Алферов уже не мог сопротивляться страху. Его пугал теперь не только вид смерти и собственное одиночество рядом с нею, но потрясала ее будничность, почти простота, когда трагизма ее никто не видел и не запомнил. Он заметил прислоненную к передку винтовку. Осторожно взял ее и, почти волоча, пошел, боясь оглянуться.
* * *
Солнце нехотя скатывалось за курганы, к низкому степному горизонту, отчеркнутому серой пыльной полосой. В мертвой траве сонно попискивали суслики. Им не было дела до всего, что происходило вокруг, было тепло и покойно в их длинных и темных, как рукав, норах с налущенной от разных семян трухой. Их даже не вспугивали устало шаркавшие шаги троих людей, сбивавших облачка пыли с пожухлых жестких стеблей...
Шли молча. От шершавой суши во рту говорить было трудно, да, пожалуй, и не о чем. Наташа начала отставать, и Павел нес теперь ее карабин. Заметив, как часто она облизывает затвердевшие губы, он думал о кружке воды для нее. Она бы вылила воду, а он, собрав оставшиеся капли в один глоток, прополоскал бы рот и выплюнул: так можно утолить жажду. Он вычитал об этом в какой-то книге про автопробег Москва — Каракумы — Москва...
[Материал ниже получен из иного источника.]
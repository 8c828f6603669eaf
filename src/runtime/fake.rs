//! In-memory [`ContainerRuntime`] used by the unit tests.
//!
//! Models just enough daemon behavior to exercise the orchestrator: id
//! assignment, running state, labels, and ephemeral host ports that get
//! reassigned on every start, mirroring what a real daemon does across a
//! stop/start cycle.

use std::collections::{HashMap, HashSet};
use std::sync::Mutex;

use async_trait::async_trait;

use super::types::{ContainerInfo, ContainerRuntime, ContainerSpec};
use crate::error_handling::types::RuntimeError;

#[derive(Debug, Clone)]
struct FakeContainer {
    id: String,
    spec: ContainerSpec,
    running: bool,
    ports: HashMap<u16, u16>,
}

#[derive(Default)]
struct FakeState {
    containers: HashMap<String, FakeContainer>,
    networks: HashSet<String>,
    pulled: Vec<String>,
    execs: Vec<(String, Vec<String>)>,
    exec_failures_left: u32,
    next_id: u64,
    next_port: u16,
}

#[derive(Default)]
pub struct FakeRuntime {
    state: Mutex<FakeState>,
    /// Container name whose creation should fail, for abort-path tests.
    pub fail_create_for: Option<String>,
    /// When set, `ping` fails as if the daemon were down.
    pub daemon_down: bool,
}

impl FakeRuntime {
    pub fn new() -> Self {
        FakeRuntime {
            state: Mutex::new(FakeState {
                next_port: 49000,
                ..FakeState::default()
            }),
            fail_create_for: None,
            daemon_down: false,
        }
    }

    pub fn pulled_images(&self) -> Vec<String> {
        self.state.lock().unwrap().pulled.clone()
    }

    /// Commands run via `exec`, for asserting on admin seeding.
    pub fn exec_log(&self) -> Vec<(String, Vec<String>)> {
        self.state.lock().unwrap().execs.clone()
    }

    /// Makes the next `count` exec calls fail, modeling a server whose
    /// local socket is not up yet.
    pub fn fail_next_execs(&self, count: u32) {
        self.state.lock().unwrap().exec_failures_left = count;
    }

    pub fn network_names(&self) -> Vec<String> {
        self.state.lock().unwrap().networks.iter().cloned().collect()
    }

    pub fn running_names(&self) -> Vec<String> {
        let state = self.state.lock().unwrap();
        state
            .containers
            .values()
            .filter(|c| c.running)
            .map(|c| c.spec.name.clone())
            .collect()
    }

    pub fn container_count(&self) -> usize {
        self.state.lock().unwrap().containers.len()
    }

    fn info_of(container: &FakeContainer) -> ContainerInfo {
        ContainerInfo {
            id: container.id.clone(),
            name: container.spec.name.clone(),
            image: container.spec.image.clone(),
            running: container.running,
            ports: container.ports.clone(),
            labels: container.spec.labels.iter().cloned().collect(),
        }
    }
}

#[async_trait]
impl ContainerRuntime for FakeRuntime {
    async fn ping(&self) -> Result<(), RuntimeError> {
        if self.daemon_down {
            return Err(RuntimeError::DaemonUnavailable(String::from(
                "fake daemon down",
            )));
        }
        Ok(())
    }

    async fn pull(&self, image: &str) -> Result<(), RuntimeError> {
        self.state.lock().unwrap().pulled.push(image.to_string());
        Ok(())
    }

    async fn create_network(&self, name: &str, _label: (&str, &str)) -> Result<(), RuntimeError> {
        self.state.lock().unwrap().networks.insert(name.to_string());
        Ok(())
    }

    async fn remove_network(&self, name: &str) -> Result<(), RuntimeError> {
        self.state.lock().unwrap().networks.remove(name);
        Ok(())
    }

    async fn create(&self, spec: &ContainerSpec) -> Result<String, RuntimeError> {
        if self.fail_create_for.as_deref() == Some(spec.name.as_str()) {
            return Err(RuntimeError::CreateFailed(format!(
                "{}: injected failure",
                spec.name
            )));
        }
        let mut state = self.state.lock().unwrap();
        state.next_id += 1;
        let id = format!("fake-{:08x}", state.next_id);
        state.containers.insert(
            id.clone(),
            FakeContainer {
                id: id.clone(),
                spec: spec.clone(),
                running: false,
                ports: HashMap::new(),
            },
        );
        Ok(id)
    }

    async fn start(&self, id: &str) -> Result<(), RuntimeError> {
        let mut state = self.state.lock().unwrap();
        if !state.containers.contains_key(id) {
            return Err(RuntimeError::StartFailed(format!(
                "{}: no such container",
                id
            )));
        }
        // Fresh host ports per start, like the real daemon.
        let published = state.containers[id].spec.published_ports.clone();
        let mut ports = HashMap::new();
        for container_port in published {
            state.next_port += 1;
            ports.insert(container_port, state.next_port);
        }
        let container = state.containers.get_mut(id).unwrap();
        container.running = true;
        container.ports = ports;
        Ok(())
    }

    async fn stop(&self, id: &str) -> Result<(), RuntimeError> {
        let mut state = self.state.lock().unwrap();
        let container = state
            .containers
            .get_mut(id)
            .ok_or_else(|| RuntimeError::StopFailed(format!("{}: no such container", id)))?;
        container.running = false;
        container.ports.clear();
        Ok(())
    }

    async fn remove(&self, id: &str) -> Result<(), RuntimeError> {
        self.state.lock().unwrap().containers.remove(id);
        Ok(())
    }

    async fn inspect(&self, id: &str) -> Result<ContainerInfo, RuntimeError> {
        let state = self.state.lock().unwrap();
        let container = state
            .containers
            .get(id)
            .ok_or_else(|| RuntimeError::InspectFailed(format!("{}: no such container", id)))?;
        Ok(Self::info_of(container))
    }

    async fn exec(&self, id: &str, cmd: &[String]) -> Result<String, RuntimeError> {
        let mut state = self.state.lock().unwrap();
        if !state.containers.contains_key(id) {
            return Err(RuntimeError::CommandFailed(format!(
                "{}: no such container",
                id
            )));
        }
        if state.exec_failures_left > 0 {
            state.exec_failures_left -= 1;
            return Err(RuntimeError::CommandFailed(String::from(
                "socket: connect: connection refused",
            )));
        }
        state.execs.push((id.to_string(), cmd.to_vec()));
        Ok(String::new())
    }

    async fn list_labeled(&self, label_key: &str) -> Result<Vec<ContainerInfo>, RuntimeError> {
        let state = self.state.lock().unwrap();
        Ok(state
            .containers
            .values()
            .filter(|c| c.spec.labels.iter().any(|(k, _)| k == label_key))
            .map(Self::info_of)
            .collect())
    }
}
Павел знал, что наша армия отступает. Но не видел, как тяжелым шагом движется сбившийся с ноги пеший строй, над которым густо висят пыль, запах пота, ругань ездовых, крик беженцев, внесших сумятицу в плотный поток военных людей, лоснящихся конских крупов, орудийных щитов с торчащими безлистыми уже маскировочными ветками изрубленных наспех берез...
Обо всем этом Павел лишь слышал: в школе, где некогда он учился, был госпиталь. От рассказов раненых его окатывала ярость, хотелось как можно скорее очутиться там, со всеми, чтобы своим появлением все круто изменить. Боялся только попасть в кавалерию и быть позорно выброшенным лошадью из седла — он никогда не ездил верхом...
Прошлая жизнь отступила за некий рубеж, куда-то так далеко, что казалась почти вымышленной, хотя и счастливой. Настоящим же было иное — это долгая дорога к лесу, в полк, идущая рядом цыгански смуглая его Наташа, прихрамывающий Карамышев, позорно сбежавший Алферов.
При воспоминании о нем Павел хмурился и шевелил губами, словно произносил те слова, какие высказал бы Алферову сейчас. «Паша даже подражает вам...» — вспомнил он слова Наты, обращенные к Алферову. Стало досадно и стыдно за преклонение перед «тонким, проникновенным психологом, идущим к роли от нутра», как совсем недавно и вместе с тем давно называл он его Наташе. Карамышев всегда казался Павлу ограниченней и суше перед дерзким актерским темпераментом Алферова. Сколько раз Карамышев уступал Алферову выигрышные роли, предложенные режиссером, словно робел перед ними, чувствуя превосходство Алферова. И, уступая, спокойно улыбался, а Павлу казалось, что этой внешне искренней улыбкой сдерживается давняя зависть.